▸ What you have to do: The records follow. Copy each one exactly.

▸ Data to examine:
//! UseCase: 接続の生存確認
//!
//! 一定間隔で全接続を確認する。前回の probe に応答していない接続は切断して
//! レジストリから外し、それ以外は生存フラグを下ろして probe を送る。
//! 各周期の最後にレート制限の古い記録を掃除する。

use std::{sync::Arc, time::Duration};

use tokio::{sync::watch, task::JoinHandle, time::MissedTickBehavior};

use crate::domain::ConnectionRegistry;

use super::rate_limiter::RateLimiter;

/// Result of one heartbeat pass.
#[derive(Debug, Clone, Copy, Default, PartialEq, Eq)]
pub struct HeartbeatReport {
    pub probed: usize,
    pub terminated: usize,
    pub pruned: usize,
}

/// 生存確認のユースケース
pub struct HeartbeatMonitor {
    registry: Arc<dyn ConnectionRegistry>,
    rate_limiter: Arc<RateLimiter>,
    interval: Duration,
}

impl HeartbeatMonitor {
    pub fn new(
        registry: Arc<dyn ConnectionRegistry>,
        rate_limiter: Arc<RateLimiter>,
        interval: Duration,
    ) -> Self {
        Self {
            registry,
            rate_limiter,
            interval,
        }
    }

    /// Spawn the periodic task. Only the first call per registry starts one;
    /// later calls return `None`.
    pub fn start(self: Arc<Self>, mut shutdown: watch::Receiver<bool>) -> Option<JoinHandle<()>> {
        if !self.registry.try_claim_heartbeat() {
            tracing::debug!("Heartbeat already running for this registry");
            return None;
        }

        let handle = tokio::spawn(async move {
            let start = tokio::time::Instant::now() + self.interval;
            let mut ticker = tokio::time::interval_at(start, self.interval);
            ticker.set_missed_tick_behavior(MissedTickBehavior::Delay);
            tracing::info!(interval_secs = self.interval.as_secs_f64(), "Heartbeat started");

            loop {
                tokio::select! {
                    _ = ticker.tick() => {
                        let report = self.tick().await;
                        tracing::debug!(
                            probed = report.probed,
                            terminated = report.terminated,
                            pruned = report.pruned,
                            "Heartbeat tick"
                        );
                    }
                    changed = shutdown.changed() => {
                        if changed.is_err() || *shutdown.borrow() {
                            break;
                        }
                    }
                }
            }
            tracing::info!("Heartbeat stopped");
        });
        Some(handle)
    }

    /// Run one pass over every attached connection.
    pub async fn tick(&self) -> HeartbeatReport {
        let mut report = HeartbeatReport::default();

        for connection in self.registry.connections().await {
            if !connection.is_alive() {
                connection.terminate();
                self.registry.unregister(&connection).await;
                report.terminated += 1;
                tracing::warn!(connection_id = %connection.id(), "Connection closed by heartbeat timeout");
                continue;
            }

            match connection.probe() {
                Ok(()) => report.probed += 1,
                Err(e) => {
                    tracing::debug!(connection_id = %connection.id(), error = %e, "Probe failed");
                }
            }
        }

        report.pruned = self.rate_limiter.prune_stale().await;
        report
    }
}
//! Single-slot cache for the storekeeper merchandise record.
//!
//! A record is served only during the local calendar day it was stored in.
//! The game pushes a fresh record whenever asked; the midnight task drops the
//! stale one so the next request goes back to the game.

use std::{sync::Arc, time::Duration};

use chrono::FixedOffset;
use serde_json::Value;
use survivors_shared::time::{Clock, local_date, millis_until_next_midnight};
use tokio::{sync::RwLock, sync::watch, task::JoinHandle};

#[derive(Debug, Clone)]
struct CachedRecord {
    record: Value,
    stored_at: i64,
}

pub struct MerchandiseCache {
    slot: RwLock<Option<CachedRecord>>,
    clock: Arc<dyn Clock>,
    offset: FixedOffset,
}

impl MerchandiseCache {
    pub fn new(clock: Arc<dyn Clock>, offset: FixedOffset) -> Self {
        Self {
            slot: RwLock::new(None),
            clock,
            offset,
        }
    }

    /// The cached record, if it was stored today.
    pub async fn get(&self) -> Option<Value> {
        let slot = self.slot.read().await;
        let cached = slot.as_ref()?;
        let now = self.clock.now_millis();
        let today = local_date(now, self.offset);
        if today.is_some() && today == local_date(cached.stored_at, self.offset) {
            Some(cached.record.clone())
        } else {
            None
        }
    }

    pub async fn set(&self, record: Value) {
        let stored_at = self.clock.now_millis();
        *self.slot.write().await = Some(CachedRecord { record, stored_at });
    }

    pub async fn clear(&self) {
        *self.slot.write().await = None;
    }

    /// Clear the cache at every local midnight until `shutdown` flips to `true`.
    pub fn spawn_midnight_reset(self: &Arc<Self>, mut shutdown: watch::Receiver<bool>) -> JoinHandle<()> {
        let cache = Arc::clone(self);
        tokio::spawn(async move {
            loop {
                let wait = millis_until_next_midnight(cache.clock.now_millis(), cache.offset);
                let wait = Duration::from_millis(u64::try_from(wait).unwrap_or(1));
                tracing::info!(
                    seconds = wait.as_secs(),
                    "Next storekeeper cache reset scheduled"
                );

                tokio::select! {
                    _ = tokio::time::sleep(wait) => {
                        cache.clear().await;
                        tracing::info!("Midnight reached, storekeeper cache cleared");
                    }
                    changed = shutdown.changed() => {
                        if changed.is_err() || *shutdown.borrow() {
                            break;
                        }
                    }
                }
            }
            tracing::debug!("Storekeeper cache reset task stopped");
        })
    }
}
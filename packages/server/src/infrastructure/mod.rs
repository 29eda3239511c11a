//! Infrastructure layer: concrete implementations of the domain interfaces
//! and the in-process caches the relay keeps.

pub mod auth;
pub mod cache;
pub mod dto;
pub mod identity;
pub mod registry;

▸ Solution for this exercise:
//! UseCase: 接続の生存確認
//!
//! 一定間隔で全接続を確認する。前回の probe に応答していない接続は切断して
//! レジストリから外し、それ以外は生存フラグを下ろして probe を送る。
//! 各周期の最後にレート制限の古い記録を掃除する。

use std::{sync::Arc, time::Duration};

use tokio::{sync::watch, task::JoinHandle, time::MissedTickBehavior};

use crate::domain::ConnectionRegistry;

use super::rate_limiter::RateLimiter;

/// Result of one heartbeat pass.
#[derive(Debug, Clone, Copy, Default, PartialEq, Eq)]
pub struct HeartbeatReport {
    pub probed: usize,
    pub terminated: usize,
    pub pruned: usize,
}

/// 生存確認のユースケース
pub struct HeartbeatMonitor {
    registry: Arc<dyn ConnectionRegistry>,
    rate_limiter: Arc<RateLimiter>,
    interval: Duration,
}

impl HeartbeatMonitor {
    pub fn new(
        registry: Arc<dyn ConnectionRegistry>,
        rate_limiter: Arc<RateLimiter>,
        interval: Duration,
    ) -> Self {
        Self {
            registry,
            rate_limiter,
            interval,
        }
    }

    /// Spawn the periodic task. Only the first call per registry starts one;
    /// later calls return `None`.
    pub fn start(self: Arc<Self>, mut shutdown: watch::Receiver<bool>) -> Option<JoinHandle<()>> {
        if !self.registry.try_claim_heartbeat() {
            tracing::debug!("Heartbeat already running for this registry");
            return None;
        }

        let handle = tokio::spawn(async move {
            let start = tokio::time::Instant::now() + self.interval;
            let mut ticker = tokio::time::interval_at(start, self.interval);
            ticker.set_missed_tick_behavior(MissedTickBehavior::Delay);
            tracing::info!(interval_secs = self.interval.as_secs_f64(), "Heartbeat started");

            loop {
                tokio::select! {
                    _ = ticker.tick() => {
                        let report = self.tick().await;
                        tracing::debug!(
                            probed = report.probed,
                            terminated = report.terminated,
                            pruned = report.pruned,
                            "Heartbeat tick"
                        );
                    }
                    changed = shutdown.changed() => {
                        if changed.is_err() || *shutdown.borrow() {
                            break;
                        }
                    }
                }
            }
            tracing::info!("Heartbeat stopped");
        });
        Some(handle)
    }

    /// Run one pass over every attached connection.
    pub async fn tick(&self) -> HeartbeatReport {
        let mut report = HeartbeatReport::default();

        for connection in self.registry.connections().await {
            if !connection.is_alive() {
                connection.terminate();
                self.registry.unregister(&connection).await;
                report.terminated += 1;
                tracing::warn!(connection_id = %connection.id(), "Connection closed by heartbeat timeout");
                continue;
            }

            match connection.probe() {
                Ok(()) => report.probed += 1,
                Err(e) => {
                    tracing::debug!(connection_id = %connection.id(), error = %e, "Probe failed");
                }
            }
        }

        report.pruned = self.rate_limiter.prune_stale().await;
        report
    }
}
//! Single-slot cache for the storekeeper merchandise record.
//!
//! A record is served only during the local calendar day it was stored in.
//! The game pushes a fresh record whenever asked; the midnight task drops the
//! stale one so the next request goes back to the game.

use std::{sync::Arc, time::Duration};

use chrono::FixedOffset;
use serde_json::Value;
use survivors_shared::time::{Clock, local_date, millis_until_next_midnight};
use tokio::{sync::RwLock, sync::watch, task::JoinHandle};

#[derive(Debug, Clone)]
struct CachedRecord {
    record: Value,
    stored_at: i64,
}

pub struct MerchandiseCache {
    slot: RwLock<Option<CachedRecord>>,
    clock: Arc<dyn Clock>,
    offset: FixedOffset,
}

impl MerchandiseCache {
    pub fn new(clock: Arc<dyn Clock>, offset: FixedOffset) -> Self {
        Self {
            slot: RwLock::new(None),
            clock,
            offset,
        }
    }

    /// The cached record, if it was stored today.
    pub async fn get(&self) -> Option<Value> {
        let slot = self.slot.read().await;
        let cached = slot.as_ref()?;
        let now = self.clock.now_millis();
        let today = local_date(now, self.offset);
        if today.is_some() && today == local_date(cached.stored_at, self.offset) {
            Some(cached.record.clone())
        } else {
            None
        }
    }

    pub async fn set(&self, record: Value) {
        let stored_at = self.clock.now_millis();
        *self.slot.write().await = Some(CachedRecord { record, stored_at });
    }

    pub async fn clear(&self) {
        *self.slot.write().await = None;
    }

    /// Clear the cache at every local midnight until `shutdown` flips to `true`.
    pub fn spawn_midnight_reset(self: &Arc<Self>, mut shutdown: watch::Receiver<bool>) -> JoinHandle<()> {
        let cache = Arc::clone(self);
        tokio::spawn(async move {
            loop {
                let wait = millis_until_next_midnight(cache.clock.now_millis(), cache.offset);
                let wait = Duration::from_millis(u64::try_from(wait).unwrap_or(1));
                tracing::info!(
                    seconds = wait.as_secs(),
                    "Next storekeeper cache reset scheduled"
                );

                tokio::select! {
                    _ = tokio::time::sleep(wait) => {
                        cache.clear().await;
                        tracing::info!("Midnight reached, storekeeper cache cleared");
                    }
                    changed = shutdown.changed() => {
                        if changed.is_err() || *shutdown.borrow() {
                            break;
                        }
                    }
                }
            }
            tracing::debug!("Storekeeper cache reset task stopped");
        })
    }
}
filename packages/server/src/infrastructure/mod.rs
repository 29eda3239511c11a
//! Infrastructure layer: concrete implementations of the domain interfaces
//! and the in-process caches the relay keeps.

pub mod auth;
pub mod cache;
pub mod dto;
pub mod identity;
pub mod registry;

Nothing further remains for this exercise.